─── Supplied material ───

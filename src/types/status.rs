//! Completion status codes.
//!
//! A [`Status`] is the signed result word written into an operation record
//! exactly once when it completes. Zero and positive values are success (for
//! data transfers, the byte count); negative values are a negated errno.
//!
//! `i32::MIN` is reserved as the pending sentinel. A completion can never
//! publish it: [`Status::from_raw`] maps it to [`Status::UNKNOWN`].

use super::cancel::CancelReason;
use core::fmt;
use std::io;

/// Signed completion status of an operation record.
#[derive(Clone, Copy, PartialEq, Eq, Hash, PartialOrd, Ord)]
pub struct Status(i32);

impl Status {
    /// Successful completion with no payload.
    pub const OK: Self = Self(0);
    /// Sentinel stored in a record that has not completed yet.
    pub const PENDING: Self = Self(i32::MIN);
    /// Failure whose cause could not be expressed as an errno.
    pub const UNKNOWN: Self = Self(i32::MIN + 1);
    /// The operation was cancelled.
    pub const CANCELLED: Self = Self(-libc::ECANCELED);
    /// The operation's deadline passed.
    pub const TIMED_OUT: Self = Self(-libc::ETIMEDOUT);

    /// Builds a status from a raw completion value.
    ///
    /// The pending sentinel is not a valid completion and becomes
    /// [`Status::UNKNOWN`].
    #[must_use]
    pub const fn from_raw(raw: i32) -> Self {
        if raw == i32::MIN {
            Self::UNKNOWN
        } else {
            Self(raw)
        }
    }

    pub(crate) const fn from_stored(raw: i32) -> Self {
        Self(raw)
    }

    /// Builds a failure status from a positive errno value.
    #[must_use]
    pub const fn from_errno(errno: i32) -> Self {
        if errno <= 0 {
            Self::UNKNOWN
        } else {
            Self(-errno)
        }
    }

    /// Builds a success status carrying a transfer length.
    ///
    /// Lengths beyond `i32::MAX` saturate.
    #[must_use]
    pub fn from_len(len: usize) -> Self {
        Self(i32::try_from(len).unwrap_or(i32::MAX))
    }

    /// The status an operation receives when its scope is cancelled.
    #[must_use]
    pub const fn from_cancel(reason: &CancelReason) -> Self {
        if reason.is_timeout() {
            Self::TIMED_OUT
        } else {
            Self::CANCELLED
        }
    }

    /// Returns the raw value.
    #[must_use]
    pub const fn raw(self) -> i32 {
        self.0
    }

    /// Returns true for zero and positive values.
    #[must_use]
    pub const fn is_success(self) -> bool {
        self.0 >= 0
    }

    /// Returns true for any failure, including cancellation and timeout.
    #[must_use]
    pub const fn is_error(self) -> bool {
        self.0 < 0 && self.0 != i32::MIN
    }

    /// Returns true for the pending sentinel.
    #[must_use]
    pub const fn is_pending(self) -> bool {
        self.0 == i32::MIN
    }

    /// Returns true if the operation was cancelled.
    #[must_use]
    pub const fn is_cancelled(self) -> bool {
        self.0 == Self::CANCELLED.0
    }

    /// Returns true if the operation timed out.
    #[must_use]
    pub const fn is_timed_out(self) -> bool {
        self.0 == Self::TIMED_OUT.0
    }

    /// Returns the errno for a failure status.
    #[must_use]
    pub const fn errno(self) -> Option<i32> {
        if self.is_error() && self.0 != Self::UNKNOWN.0 {
            Some(-self.0)
        } else {
            None
        }
    }

    /// Converts a failure status into an [`io::Error`].
    ///
    /// Returns `None` for success or pending.
    #[must_use]
    pub fn to_io_error(self) -> Option<io::Error> {
        if !self.is_error() {
            return None;
        }
        Some(match self.errno() {
            Some(errno) => io::Error::from_raw_os_error(errno),
            None => io::Error::other("unknown completion failure"),
        })
    }
}

impl From<io::ErrorKind> for Status {
    fn from(kind: io::ErrorKind) -> Self {
        let errno = match kind {
            io::ErrorKind::NotFound => libc::ENOENT,
            io::ErrorKind::PermissionDenied => libc::EACCES,
            io::ErrorKind::ConnectionRefused => libc::ECONNREFUSED,
            io::ErrorKind::ConnectionReset => libc::ECONNRESET,
            io::ErrorKind::ConnectionAborted => libc::ECONNABORTED,
            io::ErrorKind::NotConnected => libc::ENOTCONN,
            io::ErrorKind::AddrInUse => libc::EADDRINUSE,
            io::ErrorKind::AddrNotAvailable => libc::EADDRNOTAVAIL,
            io::ErrorKind::BrokenPipe => libc::EPIPE,
            io::ErrorKind::AlreadyExists => libc::EEXIST,
            io::ErrorKind::WouldBlock => libc::EAGAIN,
            io::ErrorKind::InvalidInput => libc::EINVAL,
            io::ErrorKind::TimedOut => libc::ETIMEDOUT,
            io::ErrorKind::Interrupted => libc::EINTR,
            io::ErrorKind::Unsupported => libc::EOPNOTSUPP,
            io::ErrorKind::OutOfMemory => libc::ENOMEM,
            io::ErrorKind::UnexpectedEof | io::ErrorKind::WriteZero => libc::EIO,
            _ => return Self::UNKNOWN,
        };
        Self::from_errno(errno)
    }
}

impl From<&io::Error> for Status {
    fn from(err: &io::Error) -> Self {
        err.raw_os_error()
            .map_or_else(|| Self::from(err.kind()), Self::from_errno)
    }
}

impl From<io::Error> for Status {
    fn from(err: io::Error) -> Self {
        Self::from(&err)
    }
}

impl<T> From<io::Result<T>> for Status
where
    T: TryInto<i32>,
{
    fn from(res: io::Result<T>) -> Self {
        match res {
            Ok(n) => n.try_into().map_or(Self(i32::MAX), Self::from_raw),
            Err(err) => Self::from(&err),
        }
    }
}

impl fmt::Debug for Status {
    fn fmt(&self, f: &mut fmt::Formatter<'_>) -> fmt::Result {
        match *self {
            Self::PENDING => write!(f, "Status(pending)"),
            Self::UNKNOWN => write!(f, "Status(unknown)"),
            Self::CANCELLED => write!(f, "Status(cancelled)"),
            Self::TIMED_OUT => write!(f, "Status(timed out)"),
            Self(n) if n >= 0 => write!(f, "Status(ok {n})"),
            Self(n) => write!(f, "Status(errno {})", -n),
        }
    }
}

impl fmt::Display for Status {
    fn fmt(&self, f: &mut fmt::Formatter<'_>) -> fmt::Result {
        match *self {
            Self::PENDING => write!(f, "pending"),
            Self::UNKNOWN => write!(f, "unknown failure"),
            Self(n) if n >= 0 => write!(f, "ok({n})"),
            other => match other.to_io_error() {
                Some(err) => write!(f, "{err}"),
                None => write!(f, "{}", other.0),
            },
        }
    }
}

#[cfg(test)]
mod tests {
    use super::*;
    use crate::types::CancelKind;

    #[test]
    fn pending_sentinel_is_never_published() {
        assert_eq!(Status::from_raw(i32::MIN), Status::UNKNOWN);
        assert!(!Status::from_raw(i32::MIN).is_pending());
        assert!(Status::PENDING.is_pending());
        assert!(!Status::PENDING.is_error());
        assert!(!Status::PENDING.is_success());
    }

    #[test]
    fn cancel_reason_maps_to_errno() {
        assert!(Status::from_cancel(&CancelReason::timeout()).is_timed_out());
        assert!(Status::from_cancel(&CancelReason::user("x")).is_cancelled());
        assert!(Status::from_cancel(&CancelReason::new(CancelKind::ScopePopped)).is_cancelled());
        assert_eq!(Status::CANCELLED.errno(), Some(libc::ECANCELED));
    }

    #[test]
    fn io_error_round_trips_errno() {
        let err = io::Error::from_raw_os_error(libc::ECONNRESET);
        let status = Status::from(&err);
        assert_eq!(status.errno(), Some(libc::ECONNRESET));
        let back = status.to_io_error().expect("failure");
        assert_eq!(back.kind(), io::ErrorKind::ConnectionReset);
    }

    #[test]
    fn io_kind_without_errno_uses_table() {
        let err = io::Error::new(io::ErrorKind::BrokenPipe, "closed");
        assert_eq!(Status::from(err).errno(), Some(libc::EPIPE));
        let err = io::Error::other("opaque");
        assert_eq!(Status::from(err), Status::UNKNOWN);
        assert_eq!(Status::UNKNOWN.errno(), None);
    }

    #[test]
    fn io_result_success_carries_length() {
        let ok: io::Result<usize> = Ok(512);
        assert_eq!(Status::from(ok).raw(), 512);
        let too_big: io::Result<u64> = Ok(u64::MAX);
        assert_eq!(Status::from(too_big).raw(), i32::MAX);
        assert_eq!(Status::from_len(usize::MAX).raw(), i32::MAX);
    }

    #[test]
    fn display_is_readable() {
        assert_eq!(Status::from_raw(3).to_string(), "ok(3)");
        assert_eq!(format!("{:?}", Status::TIMED_OUT), "Status(timed out)");
        assert!(Status::from_errno(libc::EINVAL).to_string().contains("nvalid"));
    }
}
/// A single-consumer completion port bound to the thread that built it.
pub struct CompletionPort {
    id: PortId,
    config: PortConfig,
    shared: Arc<Shared>,
    reactor: Arc<dyn Reactor>,
    meta: Vec<OpMeta>,
    free: Vec<u32>,
    scopes: ScopeStack,
    timers: TimerHeap<TimerKey>,
    armed_timers: HashMap<u64, OpId>,
    pending_arm: Vec<OpId>,
    /// Slots settled by the owner itself; never touches the shared head.
    local: VecDeque<u32>,
    ready: VecDeque<Completion>,
    counters: Counters,
    _not_send: PhantomData<Rc<()>>,
}

impl std::fmt::Debug for CompletionPort {
    fn fmt(&self, f: &mut std::fmt::Formatter<'_>) -> std::fmt::Result {
        f.debug_struct("CompletionPort")
            .field("id", &self.id)
            .field("config", &self.config)
            .field("scope_depth", &self.scopes.depth())
            .field("free", &self.free.len())
            .field("local", &self.local.len())
            .field("ready", &self.ready.len())
            .finish_non_exhaustive()
    }
}
//! Logging facade for the port internals.
//!
//! With the `tracing-integration` feature (on by default) the macros below are
//! the ones from the `tracing` crate. Without it they expand to nothing, so a
//! port built without logging pays nothing for the call sites.
//!
//! ```rust,ignore
//! use ioscope::tracing_compat::{debug, trace};
//!
//! debug!(scope = ?id, deadline = %deadline, "scope pushed");
//! trace!(op = ?op, "completion queued");
//! ```

#[cfg(feature = "tracing-integration")]
pub use tracing::{debug, trace, warn};

#[cfg(not(feature = "tracing-integration"))]
mod noop {
    /// No-op trace-level logging macro.
    #[macro_export]
    macro_rules! trace {
        ($($arg:tt)*) => {};
    }

    /// No-op debug-level logging macro.
    #[macro_export]
    macro_rules! debug {
        ($($arg:tt)*) => {};
    }

    /// No-op warn-level logging macro.
    #[macro_export]
    macro_rules! warn {
        ($($arg:tt)*) => {};
    }

    pub use crate::{debug, trace, warn};
}

#[cfg(not(feature = "tracing-integration"))]
pub use noop::*;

───

* [Instructions to follow] Please return each line of the listing above that contains "deadline".

* [Task response]
    /// The operation's deadline passed.
//! debug!(scope = ?id, deadline = %deadline, "scope pushed");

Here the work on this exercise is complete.